Le contenu de la doctrine Bush ne laisse pas de doutes : sans la construction d'une
structure politique internationale consistante, fondée sur d'autres principes que ceux
qui animent actuellement la Maison Blanche, le monde va, soit vers la guerre, soit
vers la consolidation d'une nouvelle tyrannie hégémonique (peut-être serait-il plus
juste de dire, vers les deux).
La doctrine de l'action préventive de Bush
Le document diffusé le 20 septembre par le gouvernement nord-américain
matérialise la doctrine Bush. Le texte fait clairement ressortir l'adoption d'une
stratégie militaire d'actions préventives et anticipées contre les « Etats voyous et les
organisations terroristes ». Il affirme également, pour la première fois, que les Etats-
Unis ne permettront plus jamais que leur suprématie militaire et politique soit défiée.
Dans ce document de 33 pages, le président George W. Bush dit que les Etats-Unis
vont utiliser leur pouvoir militaire et économique pour appuyer « des sociétés libres et
ouvertes », au lieu de rechercher des « avantages unilatéraux ». Et il définit cette
conjonction de valeurs et d'intérêts nationaux comme un « internationalisme
typiquement américain ». Autrement dit, un internationalisme selon les intérêts des
Etats-Unis. Ou, pour être plus direct, un monde sous contrôle de l'empire.
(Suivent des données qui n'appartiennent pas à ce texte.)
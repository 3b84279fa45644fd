//! Fade curves
//!
//! Pure step generators. Driving the PWM port and waiting between steps is
//! done by [`crate::app::usecases::LightUsecases`].

use core::f64::consts::PI;

use crate::core::color::clamp_duty;
use crate::domain::entity::{DUTY_MAX, DutyCycles};

/// Duration of one fade step
pub const FADE_STEP_MS: u32 = 50;

/// Hold time of the single flash when the self-test runs without fading
pub const FLASH_HOLD_MS: u32 = 1000;

/// Number of steps in a fade of `fadetime` milliseconds
#[inline]
pub const fn step_count(fadetime: u32) -> u32 {
    fadetime / FADE_STEP_MS
}

/// Ease-out curve from one duty triple to another.
///
/// Step `t` of `n` moves each channel by
/// `floor(sin((t + 1) / (2n) * π) * (start - target))`; the sine factor
/// reaches exactly 1 on the final step, so the last triple is the target.
#[derive(Debug, Clone)]
pub struct FadeCurve {
    from: DutyCycles,
    to: DutyCycles,
    steps: u32,
    step: u32,
}

impl FadeCurve {
    /// Curve for a fade of `fadetime` milliseconds.
    ///
    /// A zero fade time yields the target as the only step.
    pub fn new(from: DutyCycles, to: DutyCycles, fadetime: u32) -> Self {
        let steps = if fadetime == 0 {
            1
        } else {
            step_count(fadetime).max(1)
        };
        Self::with_steps(from, to, steps)
    }

    pub const fn with_steps(
        from: DutyCycles,
        to: DutyCycles,
        steps: u32,
    ) -> Self {
        Self {
            from,
            to,
            steps,
            step: 0,
        }
    }

    fn duty_at(&self, start: u16, target: u16) -> u16 {
        let start = i64::from(start);
        let target = i64::from(target);
        let delta = start - target;
        let x = f64::from(self.step + 1) / f64::from(self.steps * 2) * PI;
        let eased = libm::floor(libm::sin(x) * delta as f64) as i64;
        clamp_duty(target + delta - eased)
    }
}

impl Iterator for FadeCurve {
    type Item = DutyCycles;

    fn next(&mut self) -> Option<Self::Item> {
        if self.step >= self.steps {
            return None;
        }
        let duties = DutyCycles::new(
            self.duty_at(self.from.red, self.to.red),
            self.duty_at(self.from.green, self.to.green),
            self.duty_at(self.from.blue, self.to.blue),
        );
        self.step += 1;
        Some(duties)
    }

    fn size_hint(&self) -> (usize, Option<usize>) {
        let left = (self.steps - self.step) as usize;
        (left, Some(left))
    }
}

impl ExactSizeIterator for FadeCurve {}

/// Up-and-down pulse used by the boot self-test.
///
/// Step `t` of `n` is `floor(sin((t + 1) / n * π) * 1023)`: full duty at
/// the middle of the pulse, back to zero on the last step.
#[derive(Debug, Clone)]
pub struct PulseCurve {
    steps: u32,
    step: u32,
}

impl PulseCurve {
    pub const fn new(steps: u32) -> Self {
        Self { steps, step: 0 }
    }
}

impl Iterator for PulseCurve {
    type Item = u16;

    fn next(&mut self) -> Option<Self::Item> {
        if self.step >= self.steps {
            return None;
        }
        let x = f64::from(self.step + 1) / f64::from(self.steps) * PI;
        self.step += 1;
        Some(clamp_duty(
            libm::floor(libm::sin(x) * f64::from(DUTY_MAX)) as i64,
        ))
    }
}
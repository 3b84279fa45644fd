mod light;
pub mod protocol;

pub use light::{LightError, LightUsecases};
pub use protocol::{ProtocolError, authorize, decode_request};
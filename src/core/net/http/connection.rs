use embedded_io_async::Write as _;
use heapless::{String, Vec};
use serde::Serialize;

use super::{
    Error,
    HttpResult,
    headers::{
        ContentHeaders,
        ContentType,
        ResponseHeaders,
        TargetWriter as _,
        TextEncoding,
        reason_phrase,
    },
    request::{Request, RequestReader},
    server::Connection,
};

const HEADER_BUFFER_SIZE: usize = 256;
const BODY_BUFFER_SIZE: usize = 512;

/// HTTP connection context
pub struct HttpConnection<'a, C: Connection> {
    stream: &'a mut C,
    header_buf: String<HEADER_BUFFER_SIZE>,
    body_buf: Vec<u8, BODY_BUFFER_SIZE>,
}

impl<'a, C: Connection> HttpConnection<'a, C> {
    pub fn new(stream: &'a mut C) -> Self {
        Self {
            stream,
            header_buf: String::new(),
            body_buf: Vec::new(),
        }
    }

    /// Read the request line, headers and body
    pub async fn read_request(&mut self) -> Result<Request, Error> {
        RequestReader::new(&mut *self.stream).read_request().await
    }

    /// Write the headers to the connection
    pub async fn write_headers(
        &mut self,
        headers: &ResponseHeaders,
    ) -> HttpResult {
        self.header_buf.clear();
        headers.write_to(&mut self.header_buf)?;
        self.stream
            .write_all(self.header_buf.as_bytes())
            .await
            .map_err(Error::io)?;
        self.flush().await
    }

    /// Write JSON to the connection
    ///
    /// Writes both headers and body.
    pub async fn write_json<T: Serialize>(&mut self, data: &T) -> HttpResult {
        self.body_buf.clear();
        self.body_buf
            .resize_default(BODY_BUFFER_SIZE)
            .map_err(|()| Error::Encode)?;
        let n = serde_json_core::to_slice(data, self.body_buf.as_mut_slice())
            .map_err(|_| Error::Encode)?;
        self.body_buf.truncate(n);
        let headers = ResponseHeaders::success().with_content(
            ContentHeaders::new(ContentType::Json)
                .with_text_encoding(TextEncoding::Utf8)
                .with_length(n),
        );

        self.write_headers(&headers).await?;
        self.stream
            .write_all(self.body_buf.as_slice())
            .await
            .map_err(Error::io)?;
        self.flush().await
    }

    /// Write a bare error response: status line, blank line, reason.
    pub async fn write_error(&mut self, code: u16) -> HttpResult {
        log::warn!("http: error {} ({})", reason_phrase(code), code);
        self.write_headers(&ResponseHeaders::failure(code)).await?;
        let reason = reason_phrase(code);
        self.stream
            .write_all(reason.as_bytes())
            .await
            .map_err(Error::io)?;
        self.write_all(b"\r\n").await
    }

    /// Close the underlying stream
    pub async fn close(self) {
        self.stream.close().await;
    }

    async fn write_all(&mut self, buf: &[u8]) -> HttpResult {
        self.stream.write_all(buf).await.map_err(Error::io)?;
        self.flush().await
    }

    async fn flush(&mut self) -> HttpResult {
        self.stream.flush().await.map_err(Error::io)
    }
}
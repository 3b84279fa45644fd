use heapless::String;
use serde::{Deserialize, Serialize};

use crate::{core::text::truncated, domain::dto::StatePatch};

/// Shortest non-zero fade, one fade step.
pub const MIN_FADE_TIME_MS: u32 = 50;

/// Maximum duty cycle accepted by the PWM hardware (10-bit).
pub const DUTY_MAX: u16 = 1023;

/// Longest stored `hex` color string, longer ones are cut
pub const HEX_MAX_LEN: usize = 32;

/// Power switch
#[derive(Debug, Clone, Copy, PartialEq, Eq, Serialize, Deserialize)]
#[serde(rename_all = "lowercase")]
pub enum Switch {
    On,
    Off,
}

/// How channel targets are derived from the light state
#[derive(Debug, Clone, Copy, PartialEq, Eq)]
pub enum ColorMode {
    /// Hue and saturation, `level` as HSV value
    Hsv,
    /// Red, green and blue scaled by `level`
    Rgb,
}

/// PWM output channel
#[derive(Debug, Clone, Copy, PartialEq, Eq)]
pub enum Channel {
    Red,
    Green,
    Blue,
}

impl Channel {
    pub const ALL: [Channel; 3] = [Channel::Red, Channel::Green, Channel::Blue];

    /// Reference channel for the shared PWM frequency
    pub const REFERENCE: Channel = Channel::Red;
}

/// Duty cycles of the three channels
#[derive(Debug, Clone, Copy, PartialEq, Eq, Default)]
pub struct DutyCycles {
    pub red: u16,
    pub green: u16,
    pub blue: u16,
}

impl DutyCycles {
    pub const OFF: DutyCycles = DutyCycles::new(0, 0, 0);

    pub const fn new(red: u16, green: u16, blue: u16) -> Self {
        Self { red, green, blue }
    }

    pub const fn get(&self, channel: Channel) -> u16 {
        match channel {
            Channel::Red => self.red,
            Channel::Green => self.green,
            Channel::Blue => self.blue,
        }
    }
}

/// Represents the light state.
///
/// The field order is the order of the JSON echo sent back to clients.
#[derive(Debug, Clone, PartialEq, Serialize, Deserialize)]
pub struct LightState {
    #[serde(rename = "switch")]
    pub power: Switch,
    pub red: i32,
    pub green: i32,
    pub blue: i32,
    pub hex: String<HEX_MAX_LEN>,
    pub hue: f64,
    pub saturation: f64,
    pub level: i32,
    pub frequency: u32,
    pub fadetime: u32,
}

impl LightState {
    /// Create the power-on light state
    pub fn new() -> Self {
        Self {
            power: Switch::Off,
            red: 253,
            green: 248,
            blue: 236,
            hex: truncated("#FDF8EC"),
            hue: 11.7647,
            saturation: 6.719_37,
            level: 100,
            frequency: 100,
            fadetime: 1000,
        }
    }

    pub fn is_on(&self) -> bool {
        self.power == Switch::On
    }

    /// Merge a state patch.
    ///
    /// Absent fields keep their value. A non-zero fade time shorter than
    /// one fade step is raised to [`MIN_FADE_TIME_MS`] and `hex` is cut to
    /// [`HEX_MAX_LEN`]. Everything else is stored as received.
    pub fn apply_patch(&mut self, patch: StatePatch<'_>) {
        if let Some(power) = patch.power {
            self.power = power;
        }
        if let Some(red) = patch.red {
            self.red = red;
        }
        if let Some(green) = patch.green {
            self.green = green;
        }
        if let Some(blue) = patch.blue {
            self.blue = blue;
        }
        if let Some(hex) = patch.hex {
            self.hex = truncated(hex);
        }
        if let Some(hue) = patch.hue {
            self.hue = hue;
        }
        if let Some(saturation) = patch.saturation {
            self.saturation = saturation;
        }
        if let Some(level) = patch.level {
            self.level = level;
        }
        if let Some(frequency) = patch.frequency {
            self.frequency = frequency;
        }
        if let Some(fadetime) = patch.fadetime {
            self.fadetime = if fadetime > 0 && fadetime < MIN_FADE_TIME_MS {
                MIN_FADE_TIME_MS
            } else {
                fadetime
            };
        }
    }
}

impl Default for LightState {
    /// Create a new light state with default values
    fn default() -> Self {
        Self::new()
    }
}

#[cfg(test)]
mod tests {
    use super::*;

    #[test]
    fn short_fade_time_is_raised_to_one_step() {
        for fadetime in 1..MIN_FADE_TIME_MS {
            let mut state = LightState::new();
            state.apply_patch(StatePatch {
                fadetime: Some(fadetime),
                ..StatePatch::default()
            });
            assert_eq!(state.fadetime, MIN_FADE_TIME_MS);
        }
    }

    #[test]
    fn zero_fade_time_is_kept() {
        let mut state = LightState::new();
        state.apply_patch(StatePatch {
            fadetime: Some(0),
            ..StatePatch::default()
        });
        assert_eq!(state.fadetime, 0);
    }

    #[test]
    fn empty_patch_changes_nothing() {
        let mut state = LightState::new();
        state.apply_patch(StatePatch::default());
        assert_eq!(state, LightState::new());
    }

    #[test]
    fn out_of_range_values_are_stored_verbatim() {
        let mut state = LightState::new();
        state.apply_patch(StatePatch {
            red: Some(400),
            level: Some(-5),
            ..StatePatch::default()
        });
        assert_eq!(state.red, 400);
        assert_eq!(state.level, -5);
    }

    #[test]
    fn long_hex_is_cut() {
        let long = "#FDF8EC-with-a-very-long-color-name";
        let mut state = LightState::new();
        state.apply_patch(StatePatch {
            hex: Some(long),
            ..StatePatch::default()
        });
        assert_eq!(state.hex.as_str(), &long[..HEX_MAX_LEN]);
    }
}
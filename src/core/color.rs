//! HSV to RGB conversion and duty cycle scaling.

use crate::domain::entity::{ColorMode, DUTY_MAX, DutyCycles, LightState};

/// Convert HSV to RGB. All components are fractions in `[0, 1]`.
///
/// The sector index is truncated, so a hue sitting exactly on a sector
/// boundary belongs to the upper sector.
pub fn hsv_to_rgb(h: f64, s: f64, v: f64) -> (f64, f64, f64) {
    if s == 0.0 {
        return (v, v, v);
    }
    let h6 = h * 6.0;
    let sector = libm::trunc(h6);
    let f = h6 - sector;
    let p = v * (1.0 - s);
    let q = v * (1.0 - s * f);
    let t = v * (1.0 - s * (1.0 - f));
    match (sector as i64).rem_euclid(6) {
        0 => (v, t, p),
        1 => (q, v, p),
        2 => (p, v, t),
        3 => (p, q, v),
        4 => (t, p, v),
        _ => (v, p, q),
    }
}

/// Scale a `[0, 1]` fraction to a hardware duty cycle.
///
/// The product is truncated, then clamped into the 10-bit range.
#[inline]
pub fn fraction_to_duty(value: f64) -> u16 {
    clamp_duty((value * f64::from(DUTY_MAX)) as i64)
}

#[inline]
pub(crate) fn clamp_duty(value: i64) -> u16 {
    value.clamp(0, i64::from(DUTY_MAX)) as u16
}

/// Duty cycles for an RGB triple, all fractions in `[0, 1]`
pub fn rgb_to_duty((r, g, b): (f64, f64, f64)) -> DutyCycles {
    DutyCycles::new(
        fraction_to_duty(r),
        fraction_to_duty(g),
        fraction_to_duty(b),
    )
}

/// Target duty cycles for a light state.
///
/// A switched-off light targets zero on every channel.
pub fn target_duty(state: &LightState, mode: ColorMode) -> DutyCycles {
    if !state.is_on() {
        return DutyCycles::OFF;
    }
    let level = f64::from(state.level) / 100.0;
    match mode {
        ColorMode::Hsv => rgb_to_duty(hsv_to_rgb(
            state.hue / 100.0,
            state.saturation / 100.0,
            level,
        )),
        ColorMode::Rgb => {
            let scale = |c: i32| {
                let duty = f64::from(c) / 255.0 * f64::from(DUTY_MAX) * level;
                clamp_duty(duty as i64)
            };
            DutyCycles::new(
                scale(state.red),
                scale(state.green),
                scale(state.blue),
            )
        }
    }
}
use crate::domain::entity::ColorMode;

/// Light behaviour switches
#[derive(Debug, Clone, Copy)]
pub struct LightConfig {
    /// How channel targets are derived from the light state
    pub color_mode: ColorMode,
    /// Run the channel self-test at boot
    pub self_test: bool,
}

/// HTTP control endpoint settings
#[derive(Debug, Clone, Copy)]
pub struct ControlConfig {
    /// Shared secret expected in the request `auth` field
    pub auth_secret: Option<&'static str>,
}

/// GPIO numbers of the PWM outputs
#[derive(Debug, Clone, Copy)]
pub struct PinConfig {
    pub red: u8,
    pub green: u8,
    pub blue: u8,
}

/// Remote log sink
#[derive(Debug, Clone, Copy)]
pub struct SyslogConfig {
    /// IPv4 address of the collector, forwarding is off when `None`
    pub host: Option<&'static str>,
    /// Host name reported in each line
    pub id: &'static str,
    /// Tag reported in each line
    pub tag: &'static str,
}

pub const LISTEN_PORT: u16 = 8080;

/// Socket timeout bounding header and body reads
pub const READ_TIMEOUT_SECS: u64 = 10;

/// Delay between the `reset` response and the reboot
pub const RESET_DELAY_MS: u32 = 1000;

pub const LIGHT: LightConfig = LightConfig {
    color_mode: if cfg!(feature = "rgb-mode") {
        ColorMode::Rgb
    } else {
        ColorMode::Hsv
    },
    self_test: !cfg!(feature = "no-self-test"),
};

pub const CONTROL: ControlConfig = ControlConfig {
    auth_secret: option_env!("RGB_NODE_AUTH_SECRET"),
};

pub const PINS: PinConfig = PinConfig {
    red: 13,
    green: 12,
    blue: 14,
};

pub const SYSLOG: SyslogConfig = SyslogConfig {
    host: option_env!("RGB_NODE_SYSLOG_HOST"),
    id: "demirgb",
    tag: "demirgb",
};
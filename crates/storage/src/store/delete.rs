#![forbid(unsafe_code)]

use super::cascade::walk_tx;
use super::support::{delete_row, now_ms, read_row, with_row_savepoint};
use super::undo::{NewUndoEntry, insert_undo_entry_tx, rewrite_undo_snapshot_tx};
use super::{
    DeleteReport, DeleteRequest, RowFailure, SqliteStore, StoreError, validate_record_id,
};
use std::collections::{BTreeMap, BTreeSet};
use tg_core::{CascadeIntent, Row, Session};

impl SqliteStore {
    /// Deletes a record and everything its cascade reaches, after writing an
    /// undo entry holding all removed rows.
    pub fn delete(
        &mut self,
        session: &mut Session,
        request: DeleteRequest,
    ) -> Result<DeleteReport, StoreError> {
        let table = &request.table;
        let id = validate_record_id(request.id)?;
        let now_ms = now_ms();

        let tx = self.conn.transaction()?;
        let shape = self.engine.shape(table)?;
        if shape.do_not_delete {
            return Err(StoreError::DeleteForbidden(table.to_string()));
        }
        if read_row(&tx, table, id)?.is_none() {
            return Err(StoreError::RecordNotFound {
                table: table.to_string(),
                id,
            });
        }

        let mut targets = vec![(table.clone(), id)];
        targets.extend(
            walk_tx(&tx, &self.engine, table, id, CascadeIntent::Delete, true)?
                .into_iter()
                .map(|node| (node.table, node.id)),
        );

        let mut present = Vec::with_capacity(targets.len());
        for (target_table, target_id) in targets {
            let Some(row) = read_row(&tx, &target_table, target_id)? else {
                continue;
            };
            for observer in &self.engine.observers {
                observer
                    .before_delete(&target_table, target_id, &row)
                    .map_err(StoreError::Observer)?;
            }
            present.push((target_table, target_id, row));
        }

        let mut snapshot: BTreeMap<String, Vec<Row>> = BTreeMap::new();
        for (target_table, _, row) in &present {
            snapshot
                .entry(target_table.to_string())
                .or_default()
                .push(row.clone());
        }
        let undo_id = insert_undo_entry_tx(
            &tx,
            NewUndoEntry {
                actor_id: session.actor_id(),
                created_at_ms: now_ms,
                source_table: table,
                record_id: id,
                description: &format!("DELETE FROM {table} WHERE id={id}"),
                snapshot: &snapshot,
            },
        )?;

        let mut removed: BTreeMap<String, Vec<Row>> = BTreeMap::new();
        let mut deleted = Vec::with_capacity(present.len());
        let mut failures = Vec::new();
        for (target_table, target_id, row) in present {
            match with_row_savepoint(&tx, || delete_row(&tx, &target_table, target_id)) {
                Ok(_) => {
                    removed.entry(target_table.to_string()).or_default().push(row);
                    deleted.push((target_table, target_id));
                }
                Err(err) => {
                    tracing::warn!(
                        table = %target_table,
                        id = target_id,
                        error = %err,
                        "row delete failed"
                    );
                    failures.push(RowFailure {
                        table: target_table,
                        id: target_id,
                        message: err.to_string(),
                    });
                }
            }
        }
        // Rows whose delete rolled back still exist and leave the entry.
        if !failures.is_empty() {
            rewrite_undo_snapshot_tx(&tx, undo_id, &removed)?;
        }
        tx.commit()?;

        let touched = deleted
            .iter()
            .map(|(table, _)| table.clone())
            .collect::<BTreeSet<_>>();
        self.invalidate_tables(&touched);
        session.clear_clipboard(table);
        for observer in &self.engine.observers {
            observer.after_delete(table, id, undo_id);
        }

        tracing::info!(
            table = %table,
            id,
            undo_id,
            rows = deleted.len(),
            failures = failures.len(),
            actor_id = session.actor_id(),
            "record deleted"
        );
        Ok(DeleteReport {
            undo_id,
            deleted,
            failures,
        })
    }
}
#![forbid(unsafe_code)]

mod store;

pub use store::*;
Selon le journal The New York Times, le document intitulé « La stratégie de sécurité
nationale des Etats-Unis » présente une approche beaucoup plus agressive de la
sécurité nationale qu'aucun autre depuis l'ère Reagan. Il inclut l'abandon de la plus
grande partie des traités de non-prolifération nucléaire au bénéfice de la notion de
« contre-prolifération ». C'est-à-dire que les Etats-Unis s'estiment en droit d'attaquer
unilatéralement tout pays ou mouvement qu'ils considèrent comme une menace. Le
texte déclare également que les stratégies de dissuasion, élément de base de la
politique américaine depuis les années 40, ont cessé d'exister. Il n'y a pas d'autre
façon, dans ce monde transformé, dit le document, de contenir ceux qui « haïssent les
Etats-Unis et tout ce qu'ils représentent ». Selon le NYT, un haut fonctionnaire de la
Maison Blanche a dit que le président Bush a publié le document in extenso « parce
qu'il trouvait qu'il y avait des passages dans lesquels nous paraissions arrogants ».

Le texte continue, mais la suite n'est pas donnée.